「渋沢栄一ベンチャードリーム賞」チャレンジ賞に
渋沢栄一の起業家精神を受け継ぐベンチャー企業を表彰する「渋沢栄一ベンチャードリーム賞」の第5回表彰があり、この中のチャレンジ賞に “
ヒラソルバイオ”の大村馨代表が選ばれた。
同社は、もともとは『科学技術振興機構(JST)大学発ベンチャー創出推進事業』として、あらゆる有機分子を固定化するバイオチップの開発に取り組んできており、2007年度のJST『革新的ベンチャー活用開発』に採択され、“食物アレルギーの原因物質となるペプチド(タンパク質の断片)を特定”する診断チップの開発に成功している。
受賞に際し、”
Sankei-Biz”のインタビューに答えた内容に注目すべきものがあったので、以下引用して紹介する。
開発の経緯は…
今回、この固定化技術をベースにタンパク質チップ用固定化剤を開発・製品化。これを進化させてアレルギー診断用ペプチドマイクロアレイを開発したもので、同氏は、「
世の中にない世界トップレベルのものを実用化したので『埼玉発世界初』と呼んでいる」といい、鼻息はかなり荒いよう。
開発に取り組んだ狙いについて同氏は、
「食物アレルギーは乳幼児の1割がかかるといわれる。その治療法は、例えば卵アレルギーの場合、今は卵を全部除去する食事制限が一般的。われわれの技術では、卵の中のどういったものにアレルギーを起こすのかが分かるので、生はダメだが加熱すればいいとか対応できる調理法を採用すれば食べられるようになる。将来はアレルギー源(ペプチド)を少しずつ与えていく免疫療法で治療させていくことも考えている。」
といい、正に世界的な課題に取り組み、新しい解決策を見出そうとしているわけで、この先の成果に大いに期待がかかる。
しかし、実際直面する問題として、
「診断も治療もわれわれの体力では無理。人的にも金銭的にもどこかの民間企業と提携していく必要がある」
といい、いま提携先を募集中とのこと。
起業を目指す後輩へのメッセージ
また、起業を目指す後輩へのメッセージを求められた同氏は、
「起業時は経済的に不安定なので、固定費をどれだけ絞るかが大事だ。

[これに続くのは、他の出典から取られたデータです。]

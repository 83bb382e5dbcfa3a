/// A position within an in-memory header value.
///
/// The position is a byte offset into the input that always sits on a
/// `char` boundary, with `input.len()` meaning end of input. Parsers move
/// it forward one code point at a time using [`Cursor::advance`] and
/// rewind it with [`Cursor::set_position`] when they fail.
#[derive(Debug, Clone)]
pub struct Cursor<'a> {
    input: &'a str,
    position: usize,
    // position before the last `advance`, cleared once used
    last_advance: Option<usize>,
}

impl<'a> Cursor<'a> {
    /// Create a new [`Cursor`] positioned at the start of `input`.
    #[must_use]
    pub const fn new(input: &'a str) -> Self {
        Self {
            input,
            position: 0,
            last_advance: None,
        }
    }

    /// The complete input this cursor walks over.
    #[must_use]
    pub const fn input(&self) -> &'a str {
        self.input
    }

    /// Current byte offset in the input.
    #[must_use]
    pub const fn position(&self) -> usize {
        self.position
    }

    /// Rewind (or forward) the cursor to an earlier observed position.
    ///
    /// # Panics
    ///
    /// Panics when `position` is past the end of the input
    /// or does not sit on a `char` boundary.
    pub fn set_position(&mut self, position: usize) {
        assert!(
            self.input.is_char_boundary(position),
            "cursor position {position} out of range or not on a char boundary (len = {})",
            self.input.len(),
        );
        self.position = position;
        self.last_advance = None;
    }

    /// The next code point, without consuming it.
    #[must_use]
    pub fn peek(&self) -> Option<char> {
        self.remaining().chars().next()
    }

    /// Consume and return the next code point.
    pub fn advance(&mut self) -> Option<char> {
        let c = self.peek()?;
        self.last_advance = Some(self.position);
        self.position += c.len_utf8();
        Some(c)
    }

    /// Consume the next code point if it satisfies `f`.
    pub fn advance_if(&mut self, f: impl FnOnce(char) -> bool) -> Option<char> {
        let c = self.peek()?;
        if f(c) { self.advance() } else { None }
    }

    /// Undo the last [`Cursor::advance`].
    ///
    /// This is a single step undo, not a general rewind.
    ///
    /// # Panics
    ///
    /// Panics when nothing was consumed since the last pushback
    /// or the last call to [`Cursor::set_position`].
    pub fn pushback(&mut self) {
        let previous = self.last_advance.take();
        assert!(
            previous.is_some(),
            "pushback without a preceding advance (position = {})",
            self.position,
        );
        if let Some(position) = previous {
            self.position = position;
        }
    }

    /// Returns true once every code point was consumed.
    #[must_use]
    pub const fn is_at_end(&self) -> bool {
        self.position == self.input.len()
    }

    /// The input that is not consumed yet.
    #[must_use]
    pub fn remaining(&self) -> &'a str {
        self.input.get(self.position..).unwrap_or_default()
    }

    /// The input between two observed positions.
    ///
    /// Returns an empty string for a range that is not valid for the input.
    #[must_use]
    pub fn slice(&self, from: usize, to: usize) -> &'a str {
        self.input.get(from..to).unwrap_or_default()
    }

    /// The input consumed since the observed position `from`.
    #[must_use]
    pub fn consumed_since(&self, from: usize) -> &'a str {
        self.slice(from, self.position)
    }
}
/// Private API.
#[doc(hidden)]
#[macro_export]
macro_rules! __static_str_error {
    (
        $(#[$m:meta])*
        pub struct $name:ident = $desc:literal;
    ) => {
        $(#[$m])*
        #[derive(Debug, Default, Clone, Copy, PartialEq, Eq)]
        #[non_exhaustive]
        #[doc = $desc]
        pub struct $name;

        impl $name {
            #[doc = concat!("Create a new ", stringify!($name), ".")]
            #[must_use]
            pub fn new() -> Self {
                Self
            }
        }

        impl std::fmt::Display for $name {
            fn fmt(&self, f: &mut std::fmt::Formatter<'_>) -> std::fmt::Result {
                f.write_str($desc)
            }
        }

        impl std::error::Error for $name {}
    };
}
#[doc(inline)]
pub use crate::__static_str_error as static_str_error;

#[cfg(test)]
#[expect(unreachable_pub, reason = "macro emits pub items inside private test module")]
mod tests {
    crate::macros::error::static_str_error! {
        pub struct EmptyList = "empty http list";
    }

    #[test]
    fn static_str_error_display() {
        let err = EmptyList::new();
        assert_eq!(err.to_string(), "empty http list");
        assert_eq!(err, EmptyList);
        let boxed: Box<dyn std::error::Error> = Box::new(err);
        assert!(boxed.is::<EmptyList>());
    }
}
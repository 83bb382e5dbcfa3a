//! Primitive scanners for the HTTP core grammar.

use crate::char_class::{CharPredicate, DIGIT, QDTEXT, QUOTED_PAIR, TCHAR, WSP};
use crate::{Cursor, Parser};
use std::borrow::Cow;

/// Greedily consume code points matching `predicate`.
///
/// Always succeeds, possibly with an empty run.
pub fn while_matches<P: CharPredicate>(predicate: P) -> WhileMatches<P> {
    WhileMatches {
        predicate,
        at_least_one: false,
    }
}

/// Like [`while_matches`], but fails on an empty run.
pub fn while_matches1<P: CharPredicate>(predicate: P) -> WhileMatches<P> {
    WhileMatches {
        predicate,
        at_least_one: true,
    }
}

/// See [`while_matches`] and [`while_matches1`].
#[derive(Debug, Clone, Copy)]
pub struct WhileMatches<P> {
    predicate: P,
    at_least_one: bool,
}

impl<'a, P: CharPredicate> Parser<'a> for WhileMatches<P> {
    type Output = &'a str;

    fn parse(&self, cursor: &mut Cursor<'a>) -> Option<&'a str> {
        let start = cursor.position();
        while cursor.advance_if(|c| self.predicate.matches(c)).is_some() {}
        let run = cursor.consumed_since(start);
        if self.at_least_one && run.is_empty() {
            return None;
        }
        Some(run)
    }
}

/// Consume a single code point matching `predicate`.
pub fn char_matching<P: CharPredicate>(predicate: P) -> CharMatching<P> {
    CharMatching(predicate)
}

/// See [`char_matching`].
#[derive(Debug, Clone, Copy)]
pub struct CharMatching<P>(P);

impl<'a, P: CharPredicate> Parser<'a> for CharMatching<P> {
    type Output = char;

    fn parse(&self, cursor: &mut Cursor<'a>) -> Option<char> {
        cursor.advance_if(|c| self.0.matches(c))
    }
}

/// Match exactly the character `c`.
#[must_use]
pub const fn literal_char(c: char) -> LiteralChar {
    LiteralChar(c)
}

/// See [`literal_char`].
#[derive(Debug, Clone, Copy)]
pub struct LiteralChar(char);

impl<'a> Parser<'a> for LiteralChar {
    type Output = char;

    fn parse(&self, cursor: &mut Cursor<'a>) -> Option<char> {
        cursor.advance_if(|c| c == self.0)
    }
}

/// Match exactly the string `s`, producing the matched input.
#[must_use]
pub const fn literal_str(s: &str) -> LiteralStr<'_> {
    LiteralStr {
        literal: s,
        ignore_ascii_case: false,
    }
}

/// Match the string `s` ignoring ASCII case, producing the matched input.
#[must_use]
pub const fn literal_str_ignore_case(s: &str) -> LiteralStr<'_> {
    LiteralStr {
        literal: s,
        ignore_ascii_case: true,
    }
}

/// See [`literal_str`] and [`literal_str_ignore_case`].
#[derive(Debug, Clone, Copy)]
pub struct LiteralStr<'s> {
    literal: &'s str,
    ignore_ascii_case: bool,
}

impl<'a> Parser<'a> for LiteralStr<'_> {
    type Output = &'a str;

    fn parse(&self, cursor: &mut Cursor<'a>) -> Option<&'a str> {
        let remaining = cursor.remaining();
        let candidate = remaining.get(..self.literal.len())?;
        let matched = if self.ignore_ascii_case {
            candidate.eq_ignore_ascii_case(self.literal)
        } else {
            candidate == self.literal
        };
        if !matched {
            return None;
        }
        let start = cursor.position();
        cursor.set_position(start + candidate.len());
        Some(candidate)
    }
}

/// `token = 1*tchar`
pub fn token<'a>(cursor: &mut Cursor<'a>) -> Option<&'a str> {
    while_matches1(TCHAR).parse(cursor)
}

/// `OWS = *( SP / HTAB )`, always succeeds.
pub fn ows<'a>(cursor: &mut Cursor<'a>) -> Option<&'a str> {
    while_matches(WSP).parse(cursor)
}

/// `RWS = 1*( SP / HTAB )`
pub fn rws<'a>(cursor: &mut Cursor<'a>) -> Option<&'a str> {
    while_matches1(WSP).parse(cursor)
}

/// `1*DIGIT`
pub fn digits<'a>(cursor: &mut Cursor<'a>) -> Option<&'a str> {
    while_matches1(DIGIT).parse(cursor)
}

/// A run of digits as an unsigned 32 bit integer.
///
/// Fails without consuming anything on an empty run or overflow.
pub fn integer(cursor: &mut Cursor<'_>) -> Option<u32> {
    let start = cursor.position();
    let value = digits(cursor)?.parse().ok();
    if value.is_none() {
        cursor.set_position(start);
    }
    value
}

/// A run of digits as an unsigned 64 bit integer.
///
/// Fails without consuming anything on an empty run or overflow.
pub fn long(cursor: &mut Cursor<'_>) -> Option<u64> {
    let start = cursor.position();
    let value = digits(cursor)?.parse().ok();
    if value.is_none() {
        cursor.set_position(start);
    }
    value
}

/// `quoted-string = DQUOTE *( qdtext / quoted-pair ) DQUOTE`
///
/// Produces the unescaped content, borrowed from the input
/// when it contains no quoted-pair.
pub fn quoted_string<'a>(cursor: &mut Cursor<'a>) -> Option<Cow<'a, str>> {
    let start = cursor.position();
    let value = quoted_string_inner(cursor);
    if value.is_none() {
        cursor.set_position(start);
    }
    value
}

fn quoted_string_inner<'a>(cursor: &mut Cursor<'a>) -> Option<Cow<'a, str>> {
    cursor.advance_if(|c| c == '"')?;
    let content_start = cursor.position();
    let mut unescaped: Option<String> = None;
    loop {
        match cursor.advance()? {
            '"' => {
                return Some(match unescaped {
                    Some(s) => Cow::Owned(s),
                    None => {
                        let end = cursor.position() - 1;
                        Cow::Borrowed(cursor.slice(content_start, end))
                    }
                });
            }
            '\\' => {
                let escaped = cursor.advance_if(|c| QUOTED_PAIR.contains(c))?;
                let buf = unescaped.get_or_insert_with(|| {
                    // everything before this backslash was plain qdtext
                    let end = cursor.position() - 1 - escaped.len_utf8();
                    cursor.slice(content_start, end).to_owned()
                });
                buf.push(escaped);
            }
            c if QDTEXT.contains(c) => {
                if let Some(buf) = unescaped.as_mut() {
                    buf.push(c);
                }
            }
            _ => return None,
        }
    }
}

/// `word = token / quoted-string`
///
/// The token is tried first.
pub fn word<'a>(cursor: &mut Cursor<'a>) -> Option<Cow<'a, str>> {
    token(cursor)
        .map(Cow::Borrowed)
        .or_else(|| quoted_string(cursor))
}
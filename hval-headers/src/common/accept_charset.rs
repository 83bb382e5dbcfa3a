use crate::negotiation::Preference;
use crate::value::Charset;

derive_non_empty_list_header! {
    #[header(name = ACCEPT_CHARSET)]
    /// `Accept-Charset` header, defined in [RFC9110](https://www.rfc-editor.org/rfc/rfc9110#section-12.5.2)
    ///
    /// # ABNF
    ///
    /// ```text
    /// Accept-Charset = #( ( token / "*" ) [ weight ] )
    /// ```
    ///
    /// # Example values
    /// * `iso-8859-5, unicode-1-1;q=0.8`
    #[derive(Debug, Clone, PartialEq, Eq)]
    pub struct AcceptCharset(pub NonEmptyVec<Preference<Charset>>);
}

impl_negotiate!(AcceptCharset, Charset);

JST卒業(起業)時に、ファンドに夢と可能性を訴えて資金を集めるのもひとつの方法だが、実力以上の資金が集まって失敗したときどうするのかが問題。私は実力以上に資金を集めることが好きではなかったので、固定費を押さえ込むことにした。正社員は一人もいないし、開発、製造は委託で可能。一方で開発費は公的資金で確保するのが一番いい」
という。そして
「ベンチャー経営は厳しいので、『なんとなくやってみたい』では成功しない。使命感に加え、経済的バックをどうするかをはっきりさせてから起業すべきだ」
とし、身の丈にあった起業を勧める。